Developed by Sony, the MD is a compilation of the best features of two of the most popular musical technologies: the compact disc and Walkman-type cassette players. Smaller than a standard audio CD, an MD is about the diameter of a soda-can top. MDs combine the sound quality and ease of access inherent in digital music with the durability, portability, and, most important, recordability of analog cassettes. Permanently housed in a protective plastic caddy, an MD looks much like a 3.5-inch computer diskette, only slightly thicker.

In order to achieve digital recordability in a compact package, Sony was forced to sacrifice a small fraction of the sound fidelity encoded on standard CDs. But according to Katsuaki Tsurushima, leader of the MD development team at Sony’s Tokyo-based technology lab, most of us won’t notice the trade-off: his engineers maintain that fewer than 2 percent of listeners can tell the difference between the sound of a CD and that of an MD.

Six years ago, spurred by steadily declining sales of audiocassettes, Sony identified portable digital music as the next opportunity in personal audio. That’s when Tsurushima and a team of engineers began working on a way to bring the sound quality of digital music to millions of runners, subway riders, and other mobile consumers.

In making a portable system, Tsurushima’s challenge was to design a system that would take up much less room than a standard CD player and not skip a beat when jostled.

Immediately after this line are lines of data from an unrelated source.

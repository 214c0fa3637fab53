#[derive(Debug, thiserror::Error)]
pub enum DownloadError {
    #[error("not resolvable: {0}")]
    NotResolvable(String),

    #[error("permanently rejected: {0}")]
    PermanentRejected(String),

    #[error("tool unavailable: {0}")]
    ToolUnavailable(String),

    #[error("download retries exhausted: {0}")]
    RetriesExhausted(String),

    #[error(transparent)]
    Other(#[from] anyhow::Error),
}

impl From<DownloadError> for cueline_core::CoreError {
    fn from(err: DownloadError) -> Self {
        match err {
            DownloadError::NotResolvable(msg) => cueline_core::CoreError::NotResolvable(msg),
            DownloadError::PermanentRejected(msg) => cueline_core::CoreError::PermanentRejected(msg),
            DownloadError::ToolUnavailable(msg) => cueline_core::CoreError::ToolUnavailable(msg),
            DownloadError::RetriesExhausted(msg) => cueline_core::CoreError::TransientNetwork(msg),
            DownloadError::Other(e) => cueline_core::CoreError::Other(e),
        }
    }
}

pub type Result<T> = std::result::Result<T, DownloadError>;
//! Shared domain types, error taxonomy, and event bus for the playback core.

pub mod error;
pub mod event;
pub mod model;

pub use error::{CoreError, Result};
pub use event::{Envelope, EventBus, FinishReason, Topic};
pub use model::{DownloadState, Phase, PlaybackSnapshot, Priority, QueueItem, TrackDescriptor, TrackKind};
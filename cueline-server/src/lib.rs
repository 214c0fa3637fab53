//! HTTP + SSE front door (spec.md §6). Wires the already-assembled core
//! collaborators (queue, orchestrator, resolver, downloader, repository,
//! event bus) into an axum `Router`, and runs the status broadcaster that
//! feeds every `/api/status/stream` subscriber.

pub mod error;
pub mod routes;
pub mod sse;
pub mod status;

use std::net::SocketAddr;
use std::sync::Arc;

use cueline_download::Downloader;
use cueline_orchestrator::Orchestrator;
use cueline_queue::QueueManager;
use cueline_repository::Repository;
use cueline_resolver::Resolver;
use tokio::sync::broadcast;
use tokio::time::Instant;

pub use error::ApiError;
pub use sse::BroadcastConfig;

/// Shared state handed to every axum handler and to the broadcaster task.
pub struct AppState {
    pub queue: Arc<QueueManager>,
    pub orchestrator: Arc<Orchestrator>,
    pub resolver: Arc<dyn Resolver>,
    pub downloader: Arc<Downloader>,
    pub repository: Arc<dyn Repository>,
    pub bus: cueline_core::EventBus,
    pub started_at: Instant,
    pub broadcast_config: BroadcastConfig,
    pub broadcast_tx: broadcast::Sender<String>,
}

impl AppState {
    pub fn new(
        queue: Arc<QueueManager>,
        orchestrator: Arc<Orchestrator>,
        resolver: Arc<dyn Resolver>,
        downloader: Arc<Downloader>,
        repository: Arc<dyn Repository>,
        bus: cueline_core::EventBus,
        broadcast_config: BroadcastConfig,
    ) -> Self {
        let (broadcast_tx, _) = broadcast::channel(64);
        Self {
            queue,
            orchestrator,
            resolver,
            downloader,
            repository,
            bus,
            started_at: Instant::now(),
            broadcast_config,
            broadcast_tx,
        }
    }
}

/// Builds the router and spawns the status broadcaster. The composition
/// root then hands the router to its own `axum::serve` call so it retains
/// control of the listener and shutdown signal.
pub fn build(state: Arc<AppState>) -> axum::Router {
    tokio::spawn(sse::run_broadcaster(state.clone(), state.broadcast_tx.clone()));
    routes::router(state)
}

/// Convenience entry point for the common case: bind and serve until the
/// process is killed. `cueline-app` uses this directly; tests use
/// `routes::router` against an in-memory `AppState` instead.
pub async fn serve(state: Arc<AppState>, bind_addr: SocketAddr) -> std::io::Result<()> {
    let app = build(state);
    let listener = tokio::net::TcpListener::bind(bind_addr).await?;
    axum::serve(listener, app).await
}
#[cfg(test)]
mod tests {
    use super::*;
    use async_trait::async_trait;
    use cueline_core::{Phase, Priority, QueueItem, TrackKind};
    use cueline_resolver::{ProgressSink, Resolver};
    use std::collections::HashMap;
    use std::sync::atomic::{AtomicU64, AtomicUsize};
    use std::time::Duration as StdDuration;
    use tokio::sync::mpsc;
    use tokio::sync::Mutex as AsyncMutex;

    struct NeverCalledResolver;
    #[async_trait]
    impl Resolver for NeverCalledResolver {
        async fn resolve(&self, input: &str) -> cueline_resolver::Result<TrackDescriptor> {
            Ok(TrackDescriptor::new(input, TrackKind::Remote))
        }
        async fn fetch_artifact(&self, _descriptor: &TrackDescriptor, _sink: ProgressSink) -> cueline_resolver::Result<PathBuf> {
            panic!("downloader should not be invoked when items are already ready");
        }
    }

    fn test_downloader() -> Arc<Downloader> {
        Arc::new(Downloader::new(
            Arc::new(NeverCalledResolver),
            2,
            cueline_download::RetryPolicy::default(),
            EventBus::new(),
        ))
    }

    #[derive(Default)]
    struct FakeRepository {
        snapshot: AsyncMutex<Option<PlaybackSnapshot>>,
        songs: AsyncMutex<HashMap<String, TrackDescriptor>>,
        persisted_queue: AsyncMutex<Vec<QueueItem>>,
        persist_queue_calls: AtomicUsize,
    }

    #[async_trait]
    impl Repository for FakeRepository {
        async fn upsert_song(&self, descriptor: &TrackDescriptor) -> cueline_repository::Result<String> {
            self.songs.lock().await.insert(descriptor.id.clone(), descriptor.clone());
            Ok(descriptor.id.clone())
        }
        async fn get_song(&self, id: &str) -> cueline_repository::Result<Option<TrackDescriptor>> {
            Ok(self.songs.lock().await.get(id).cloned())
        }
        async fn load_queue(&self) -> cueline_repository::Result<Vec<QueueItem>> {
            Ok(Vec::new())
        }
        async fn persist_queue(&self, items: &[QueueItem]) -> cueline_repository::Result<()> {
            *self.persisted_queue.lock().await = items.to_vec();
            self.persist_queue_calls.fetch_add(1, Ordering::SeqCst);
            Ok(())
        }
        async fn load_playback_snapshot(&self) -> cueline_repository::Result<Option<PlaybackSnapshot>> {
            Ok(self.snapshot.lock().await.clone())
        }
        async fn persist_playback_snapshot(&self, snapshot: &PlaybackSnapshot) -> cueline_repository::Result<()> {
            *self.snapshot.lock().await = Some(snapshot.clone());
            Ok(())
        }
    }

    /// A controllable player back-end: `play()` blocks until the test calls
    /// `finish()`, mirroring the real adapters' "resolves only when playback
    /// ends" contract without spawning a subprocess.
    struct FakeAdapter {
        backend_name: &'static str,
        playing: AtomicBool,
        control: AsyncMutex<Option<mpsc::Sender<FinishReason>>>,
        position_ms: AtomicU64,
        filter_chain: AsyncMutex<String>,
    }

    impl FakeAdapter {
        fn new(backend_name: &'static str) -> Self {
            Self {
                backend_name,
                playing: AtomicBool::new(false),
                control: AsyncMutex::new(None),
                position_ms: AtomicU64::new(0),
                filter_chain: AsyncMutex::new(String::new()),
            }
        }

        async fn finish(&self, reason: FinishReason) {
            if let Some(tx) = self.control.lock().await.take() {
                let _ = tx.send(reason).await;
            }
        }
    }

    #[async_trait]
    impl PlayerAdapter for FakeAdapter {
        async fn play(&self, _file_path: &std::path::Path, start_offset_ms: u64) -> cueline_player::Result<FinishReason> {
            self.position_ms.store(start_offset_ms, Ordering::SeqCst);
            self.playing.store(true, Ordering::SeqCst);
            let (tx, mut rx) = mpsc::channel(1);
            *self.control.lock().await = Some(tx);
            let reason = rx.recv().await.unwrap_or(FinishReason::Error);
            self.playing.store(false, Ordering::SeqCst);
            Ok(reason)
        }

        async fn stop(&self) -> cueline_player::Result<()> {
            self.finish(FinishReason::Stopped).await;
            Ok(())
        }

        async fn pause(&self) -> cueline_player::Result<()> {
            if self.backend_name == "fallback" {
                self.finish(FinishReason::Stopped).await;
            }
            Ok(())
        }

        async fn resume(&self) -> cueline_player::Result<()> {
            Ok(())
        }

        async fn seek(&self, position_ms: u64) -> cueline_player::Result<()> {
            self.position_ms.store(position_ms, Ordering::SeqCst);
            Ok(())
        }

        async fn get_position(&self) -> cueline_player::Result<u64> {
            Ok(self.position_ms.load(Ordering::SeqCst))
        }

        async fn set_volume(&self, _volume: u8) -> cueline_player::Result<()> {
            Ok(())
        }

        async fn get_volume(&self) -> cueline_player::Result<u8> {
            Ok(100)
        }

        async fn update_filters(&self, filter_chain: &str) -> cueline_player::Result<()> {
            *self.filter_chain.lock().await = filter_chain.to_string();
            Ok(())
        }

        fn is_playing(&self) -> bool {
            self.playing.load(Ordering::SeqCst)
        }

        fn name(&self) -> &'static str {
            self.backend_name
        }
    }

    fn ready_item(url: &str) -> QueueItem {
        let mut item = QueueItem::new(TrackDescriptor::new(url, TrackKind::Remote), "alice", "chat", Priority::Normal, 0);
        item.download_state = DownloadState::Ready(format!("/tmp/{}", item.descriptor.id));
        item
    }

    async fn wait_until(mut predicate: impl FnMut() -> bool) {
        for _ in 0..200 {
            if predicate() {
                return;
            }
            tokio::time::sleep(StdDuration::from_millis(10)).await;
        }
        panic!("condition not met in time");
    }

    async fn wait_until_async<F, Fut>(mut predicate: F)
    where
        F: FnMut() -> Fut,
        Fut: std::future::Future<Output = bool>,
    {
        for _ in 0..200 {
            if predicate().await {
                return;
            }
            tokio::time::sleep(StdDuration::from_millis(10)).await;
        }
        panic!("condition not met in time");
    }

    #[tokio::test]
    async fn happy_path_advances_and_counts_one_song() {
        let bus = EventBus::new();
        let queue = Arc::new(QueueManager::new(bus.clone()));
        let fake = Arc::new(FakeAdapter::new("primary"));
        let adapter: Arc<dyn PlayerAdapter> = fake.clone();
        let repository: Arc<dyn Repository> = Arc::new(FakeRepository::default());
        let orchestrator = Orchestrator::new(queue.clone(), test_downloader(), adapter.clone(), repository, bus, 1);

        queue.add(ready_item("https://example.com/a")).await.unwrap();
        orchestrator.spawn();
        wait_until(|| adapter.is_playing()).await;

        fake.finish(FinishReason::Ended).await;

        let orchestrator_ref = &orchestrator;
        wait_until_async(|| async { orchestrator_ref.snapshot().await.songs_played_counter == 1 }).await;
        assert!(queue.is_empty().await);
    }

    #[tokio::test]
    async fn priority_preemption_orders_vip_ahead_of_normal() {
        let bus = EventBus::new();
        let queue = Arc::new(QueueManager::new(bus));
        queue.add(ready_item("https://example.com/normal-a")).await.unwrap();
        queue.add(ready_item("https://example.com/normal-b")).await.unwrap();
        let mut vip = ready_item("https://example.com/vip-v");
        vip.priority = Priority::Vip;
        queue.add(vip).await.unwrap();

        let snapshot = queue.snapshot().await;
        assert_eq!(snapshot[0].descriptor.source_uri, "https://example.com/vip-v");
    }

    #[tokio::test]
    async fn pause_then_resume_preserves_elapsed_baseline() {
        let bus = EventBus::new();
        let queue = Arc::new(QueueManager::new(bus.clone()));
        let adapter: Arc<dyn PlayerAdapter> = Arc::new(FakeAdapter::new("primary"));
        let repository: Arc<dyn Repository> = Arc::new(FakeRepository::default());
        let orchestrator = Orchestrator::new(queue.clone(), test_downloader(), adapter.clone(), repository, bus, 1);

        queue.add(ready_item("https://example.com/a")).await.unwrap();
        orchestrator.spawn();
        wait_until(|| adapter.is_playing()).await;

        tokio::time::sleep(StdDuration::from_millis(30)).await;
        orchestrator.pause().await.unwrap();
        let elapsed_at_pause = orchestrator.elapsed_ms().await;
        tokio::time::sleep(StdDuration::from_millis(50)).await;
        assert_eq!(orchestrator.elapsed_ms().await, elapsed_at_pause);

        orchestrator.resume().await.unwrap();
        assert!(adapter.is_playing());
    }

    #[tokio::test]
    async fn effects_change_on_fallback_restarts_without_incrementing_counter() {
        let bus = EventBus::new();
        let queue = Arc::new(QueueManager::new(bus.clone()));
        let adapter: Arc<dyn PlayerAdapter> = Arc::new(FakeAdapter::new("fallback"));
        let repository: Arc<dyn Repository> = Arc::new(FakeRepository::default());
        let orchestrator = Orchestrator::new(queue.clone(), test_downloader(), adapter.clone(), repository, bus, 1);

        queue.add(ready_item("https://example.com/a")).await.unwrap();
        orchestrator.spawn();
        wait_until(|| adapter.is_playing()).await;

        orchestrator.effects_changed("highpass=f=200").await.unwrap();
        wait_until(|| adapter.is_playing()).await;

        assert_eq!(orchestrator.snapshot().await.songs_played_counter, 0);
    }

    #[tokio::test]
    async fn effects_change_while_paused_on_fallback_resumes_to_playing() {
        let bus = EventBus::new();
        let queue = Arc::new(QueueManager::new(bus.clone()));
        let adapter: Arc<dyn PlayerAdapter> = Arc::new(FakeAdapter::new("fallback"));
        let repository: Arc<dyn Repository> = Arc::new(FakeRepository::default());
        let orchestrator = Orchestrator::new(queue.clone(), test_downloader(), adapter.clone(), repository, bus, 1);

        queue.add(ready_item("https://example.com/a")).await.unwrap();
        orchestrator.spawn();
        wait_until(|| adapter.is_playing()).await;

        orchestrator.pause().await.unwrap();
        wait_until(|| !adapter.is_playing()).await;
        assert_eq!(orchestrator.snapshot().await.phase, Phase::Paused);

        orchestrator.effects_changed("lowpass=f=400").await.unwrap();
        wait_until(|| adapter.is_playing()).await;

        assert_eq!(orchestrator.snapshot().await.phase, Phase::Playing);
        assert_eq!(orchestrator.snapshot().await.songs_played_counter, 0);
    }

    #[tokio::test]
    async fn queue_mutations_are_persisted_via_queue_watch_loop() {
        let bus = EventBus::new();
        let queue = Arc::new(QueueManager::new(bus.clone()));
        let adapter: Arc<dyn PlayerAdapter> = Arc::new(FakeAdapter::new("fallback"));
        let repository = Arc::new(FakeRepository::default());
        let orchestrator = Orchestrator::new(
            queue.clone(),
            test_downloader(),
            adapter.clone(),
            repository.clone(),
            bus,
            1,
        );

        orchestrator.spawn();
        queue.add(ready_item("https://example.com/a")).await.unwrap();
        wait_until(|| adapter.is_playing()).await;
        wait_until_async(|| async { repository.persist_queue_calls.load(Ordering::SeqCst) > 0 }).await;

        // the one item was popped off the queue to start playback, so the
        // latest persisted snapshot should reflect an empty queue.
        assert!(repository.persisted_queue.lock().await.is_empty());
    }
}
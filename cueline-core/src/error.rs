//! Error taxonomy shared by every component of the playback core.

/// Errors surfaced across component boundaries.
///
/// Component crates define their own narrower error types and convert into
/// this one at the boundary (`#[from]`), rather than returning `CoreError`
/// directly from deep call sites.
#[derive(Debug, thiserror::Error)]
pub enum CoreError {
    #[error("duplicate request: {0}")]
    DuplicateRequest(String),

    #[error("invalid request: {0}")]
    InvalidRequest(String),

    #[error("not resolvable: {0}")]
    NotResolvable(String),

    #[error("transient network error: {0}")]
    TransientNetwork(String),

    #[error("permanently rejected: {0}")]
    PermanentRejected(String),

    #[error("tool unavailable: {0}")]
    ToolUnavailable(String),

    #[error("no player backend available")]
    BackendUnavailable,

    #[error("ipc request timed out")]
    IpcTimeout,

    #[error("ipc disconnected: {0}")]
    IpcDisconnect(String),

    #[error("persistence error: {0}")]
    PersistenceError(String),

    #[error("out of range: {0}")]
    OutOfRange(String),

    #[error("invalid move: {0}")]
    InvalidMove(String),

    #[error(transparent)]
    Other(#[from] anyhow::Error),
}

pub type Result<T> = std::result::Result<T, CoreError>;
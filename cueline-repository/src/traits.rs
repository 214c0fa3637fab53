//! Narrow persistence collaborator. Consumed by the queue manager and the
//! orchestrator, never implemented by them.

use crate::Result;
use async_trait::async_trait;
use cueline_core::{PlaybackSnapshot, QueueItem, TrackDescriptor};

#[async_trait]
pub trait Repository: Send + Sync {
    /// Inserts or updates song metadata, returning its stable song id.
    async fn upsert_song(&self, descriptor: &TrackDescriptor) -> Result<String>;

    async fn get_song(&self, id: &str) -> Result<Option<TrackDescriptor>>;

    /// Loads the queue in persisted position order.
    async fn load_queue(&self) -> Result<Vec<QueueItem>>;

    /// Atomically replaces the persisted queue. Concurrent readers never
    /// observe a partial reorder.
    async fn persist_queue(&self, items: &[QueueItem]) -> Result<()>;

    async fn load_playback_snapshot(&self) -> Result<Option<PlaybackSnapshot>>;

    async fn persist_playback_snapshot(&self, snapshot: &PlaybackSnapshot) -> Result<()>;
}
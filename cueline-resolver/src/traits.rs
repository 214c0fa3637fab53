//! External collaborator contract: turns user-provided input into a
//! `TrackDescriptor`, and later into a local file, without the core knowing
//! anything about search engines, chat adapters, or download tools.

use crate::Result;
use async_trait::async_trait;
use cueline_core::TrackDescriptor;
use std::path::PathBuf;

/// Download phase reported through a progress sink while `fetch_artifact`
/// runs.
#[derive(Debug, Clone, Copy, PartialEq, Eq)]
pub enum ProgressPhase {
    Downloading,
    Converting,
    Complete,
}

#[derive(Debug, Clone, Copy, PartialEq, Eq)]
pub struct Progress {
    pub phase: ProgressPhase,
    pub percent: u8,
}

/// Receives progress updates while `fetch_artifact` runs. A plain closure,
/// matching the teacher's `Arc<dyn Fn(u64) + Send + Sync>` progress
/// callback shape.
pub type ProgressSink = Box<dyn Fn(Progress) + Send + Sync>;

#[async_trait]
pub trait Resolver: Send + Sync {
    /// Resolves freeform input (a URL, a search string, a playlist
    /// reference) into a descriptor. For a playlist, returns the first
    /// descriptor; further items surface through `resolve_playlist`.
    async fn resolve(&self, input: &str) -> Result<TrackDescriptor>;

    /// Resolves a playlist reference into all its member descriptors, the
    /// first of which is identical to what `resolve` would return.
    async fn resolve_playlist(&self, input: &str) -> Result<Vec<TrackDescriptor>> {
        Ok(vec![self.resolve(input).await?])
    }

    /// Downloads the artifact for `descriptor`, reporting progress through
    /// `sink`. Idempotent: if a valid local copy already exists, returns
    /// immediately without re-downloading.
    async fn fetch_artifact(
        &self,
        descriptor: &TrackDescriptor,
        sink: ProgressSink,
    ) -> Result<PathBuf>;
}
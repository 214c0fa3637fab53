use cueline_core::CoreError;
use thiserror::Error;

#[derive(Debug, Error)]
pub enum OrchestratorError {
    #[error("nothing is currently playing")]
    NotPlaying,
    #[error("nothing is currently paused")]
    NotPaused,
    #[error("no track is current")]
    NoCurrentTrack,
    #[error("seek position is outside the track duration")]
    InvalidSeek,
    #[error("volume must be between 0 and 100")]
    InvalidVolume,
    #[error(transparent)]
    Player(#[from] cueline_player::PlayerError),
    #[error(transparent)]
    Repository(#[from] cueline_repository::RepositoryError),
}

pub type Result<T> = std::result::Result<T, OrchestratorError>;

impl From<OrchestratorError> for CoreError {
    fn from(err: OrchestratorError) -> Self {
        match err {
            OrchestratorError::NotPlaying | OrchestratorError::NotPaused | OrchestratorError::NoCurrentTrack => {
                CoreError::InvalidRequest(err.to_string())
            }
            OrchestratorError::InvalidSeek | OrchestratorError::InvalidVolume => CoreError::InvalidRequest(err.to_string()),
            OrchestratorError::Player(e) => e.into(),
            OrchestratorError::Repository(e) => e.into(),
        }
    }
}
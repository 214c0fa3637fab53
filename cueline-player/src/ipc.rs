//! Newline-delimited JSON control channel to the seamless back-end's
//! subprocess. One reader task demultiplexes responses (matched by
//! `request_id`) from unsolicited events (no `request_id`, e.g. `end-file`).

use serde::{Deserialize, Serialize};
use std::collections::HashMap;
use std::path::Path;
use std::sync::atomic::{AtomicI64, Ordering};
use std::sync::Arc;
use std::time::Duration;
use tokio::io::{AsyncBufReadExt, AsyncWriteExt, BufReader};
use tokio::sync::{mpsc, oneshot, Mutex};

#[derive(Debug, Clone, Serialize)]
struct IpcRequest<'a> {
    command: &'a [serde_json::Value],
    request_id: i64,
}

#[derive(Debug, Clone, Deserialize)]
struct IpcFrame {
    request_id: Option<i64>,
    error: Option<String>,
    data: Option<serde_json::Value>,
    event: Option<String>,
    reason: Option<String>,
}

#[derive(Debug, Clone)]
pub struct IpcEvent {
    pub name: String,
    pub reason: Option<String>,
}

const REQUEST_TIMEOUT: Duration = Duration::from_secs(5);

pub struct IpcClient {
    writer: Mutex<Box<dyn tokio::io::AsyncWrite + Send + Unpin>>,
    pending: Arc<Mutex<HashMap<i64, oneshot::Sender<Result<Option<serde_json::Value>, String>>>>>,
    next_id: AtomicI64,
}

impl IpcClient {
    /// Connects over a Unix domain socket, retrying `attempts` times with a
    /// fixed `delay` between attempts (the defaults the spec calls for are
    /// 20x100ms on Unix, 50x150ms on Windows). Returns the client plus the
    /// receiver for unsolicited events (e.g. `end-file`); the caller owns
    /// draining it, typically from a dedicated watcher task.
    #[cfg(unix)]
    pub async fn connect(
        socket_path: &Path,
        attempts: u32,
        delay: Duration,
    ) -> crate::Result<(Self, mpsc::Receiver<IpcEvent>)> {
        use tokio::net::UnixStream;

        let mut last_err = None;
        for _ in 0..attempts {
            match UnixStream::connect(socket_path).await {
                Ok(stream) => return Ok(Self::from_stream(stream)),
                Err(e) => {
                    last_err = Some(e);
                    tokio::time::sleep(delay).await;
                }
            }
        }
        Err(crate::PlayerError::IpcDisconnect(format!(
            "failed to connect to {}: {}",
            socket_path.display(),
            last_err.map(|e| e.to_string()).unwrap_or_default()
        )))
    }

    #[cfg(windows)]
    pub async fn connect(
        socket_path: &Path,
        attempts: u32,
        delay: Duration,
    ) -> crate::Result<(Self, mpsc::Receiver<IpcEvent>)> {
        use tokio::net::windows::named_pipe::ClientOptions;

        let pipe_name = socket_path.to_string_lossy().to_string();
        let mut last_err = None;
        for _ in 0..attempts {
            match ClientOptions::new().open(&pipe_name) {
                Ok(pipe) => return Ok(Self::from_stream(pipe)),
                Err(e) => {
                    last_err = Some(e);
                    tokio::time::sleep(delay).await;
                }
            }
        }
        Err(crate::PlayerError::IpcDisconnect(format!(
            "failed to connect to {pipe_name}: {}",
            last_err.map(|e| e.to_string()).unwrap_or_default()
        )))
    }

    fn from_stream<S>(stream: S) -> (Self, mpsc::Receiver<IpcEvent>)
    where
        S: tokio::io::AsyncRead + tokio::io::AsyncWrite + Send + Unpin + 'static,
    {
        let (read_half, write_half) = tokio::io::split(stream);
        let pending: Arc<Mutex<HashMap<i64, oneshot::Sender<Result<Option<serde_json::Value>, String>>>>> =
            Arc::new(Mutex::new(HashMap::new()));
        let (events_tx, events_rx) = mpsc::channel(64);

        let pending_reader = pending.clone();
        tokio::spawn(async move {
            let mut lines = BufReader::new(read_half).lines();
            loop {
                match lines.next_line().await {
                    Ok(Some(line)) => {
                        let Ok(frame) = serde_json::from_str::<IpcFrame>(&line) else {
                            tracing::debug!(%line, "unparseable ipc frame");
                            continue;
                        };
                        if let Some(request_id) = frame.request_id {
                            if let Some(tx) = pending_reader.lock().await.remove(&request_id) {
                                let result = match frame.error.as_deref() {
                                    Some("success") | None => Ok(frame.data),
                                    Some(other) => Err(other.to_string()),
                                };
                                let _ = tx.send(result);
                            }
                        } else if let Some(event) = frame.event {
                            let _ = events_tx
                                .send(IpcEvent {
                                    name: event,
                                    reason: frame.reason,
                                })
                                .await;
                        }
                    }
                    Ok(None) => break,
                    Err(e) => {
                        tracing::debug!(error = %e, "ipc read error");
                        break;
                    }
                }
            }
        });

        (
            Self {
                writer: Mutex::new(Box::new(write_half)),
                pending,
                next_id: AtomicI64::new(1),
            },
            events_rx,
        )
    }

    pub async fn command(&self, command: &[serde_json::Value]) -> crate::Result<Option<serde_json::Value>> {
        let request_id = self.next_id.fetch_add(1, Ordering::SeqCst);
        let (tx, rx) = oneshot::channel();
        self.pending.lock().await.insert(request_id, tx);

        let request = IpcRequest { command, request_id };
        let mut line = serde_json::to_string(&request)
            .map_err(|e| crate::PlayerError::Other(anyhow::anyhow!("failed to encode command: {e}")))?;
        line.push('\n');

        {
            let mut writer = self.writer.lock().await;
            writer
                .write_all(line.as_bytes())
                .await
                .map_err(|e| crate::PlayerError::IpcDisconnect(e.to_string()))?;
        }

        match tokio::time::timeout(REQUEST_TIMEOUT, rx).await {
            Ok(Ok(Ok(data))) => Ok(data),
            Ok(Ok(Err(msg))) => Err(crate::PlayerError::Other(anyhow::anyhow!("ipc error: {msg}"))),
            Ok(Err(_)) => Err(crate::PlayerError::IpcDisconnect("connection closed".into())),
            Err(_) => {
                self.pending.lock().await.remove(&request_id);
                Err(crate::PlayerError::IpcTimeout)
            }
        }
    }

}

#[cfg(test)]
mod tests {
    use super::*;

    #[test]
    fn request_serializes_with_positional_command() {
        let request = IpcRequest {
            command: &[serde_json::json!("set_property"), serde_json::json!("pause"), serde_json::json!(true)],
            request_id: 7,
        };
        let encoded = serde_json::to_string(&request).unwrap();
        assert!(encoded.contains("\"request_id\":7"));
        assert!(encoded.contains("\"command\":["));
    }
}
//! Exponential backoff for transient download failures.

use std::time::Duration;

#[derive(Debug, Clone, Copy)]
pub struct RetryPolicy {
    pub base: Duration,
    pub factor: u32,
    pub max_attempts: u32,
    pub cap: Duration,
}

impl Default for RetryPolicy {
    fn default() -> Self {
        Self {
            base: Duration::from_millis(500),
            factor: 2,
            max_attempts: 4,
            cap: Duration::from_secs(8),
        }
    }
}

impl RetryPolicy {
    /// Backoff delay before attempt `attempt` (1-indexed), capped.
    pub fn delay_for(&self, attempt: u32) -> Duration {
        let exp = self.factor.saturating_pow(attempt.saturating_sub(1));
        self.base.saturating_mul(exp).min(self.cap)
    }
}

#[cfg(test)]
mod tests {
    use super::*;

    #[test]
    fn backoff_doubles_and_caps() {
        let policy = RetryPolicy::default();
        assert_eq!(policy.delay_for(1), Duration::from_millis(500));
        assert_eq!(policy.delay_for(2), Duration::from_millis(1000));
        assert_eq!(policy.delay_for(3), Duration::from_millis(2000));
        assert_eq!(policy.delay_for(4), Duration::from_millis(4000));
        assert_eq!(policy.delay_for(5), Duration::from_secs(8));
    }
}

The delicate laser pickups inside a CD player (even the so-called portable ones) often jar and sometimes skip like a scratched LP. Abrupt movements disrupt the laser beam as it reads information encoded on the disc.

To stabilize MD sound, the Sony team invented a shock-resistant circuitry that makes the unit virtually immune to the bumps and shakes endured by portable players. The key to MDs’ shock resistance is a new type of chip that can store more information about music or sound in its memory than the player needs to create accurate musical output. The chip absorbs sound information read by the laser at a rate of 1.4 megabits per second, but the unit releases it at the much slower rate of .3. At any given time the chip contains up to three seconds of upcoming music in its memory. Like a sputtering automatic sprinkler system, the chip acts as a reservoir that fills up and then releases sound. The laser is reading information about the song well ahead of the music currently playing. Thus if the laser is knocked or moved, rather than misreading the currently playing track, the MD memory chip will regurgitate normally, and on-the-go listeners will never know there was a mishap.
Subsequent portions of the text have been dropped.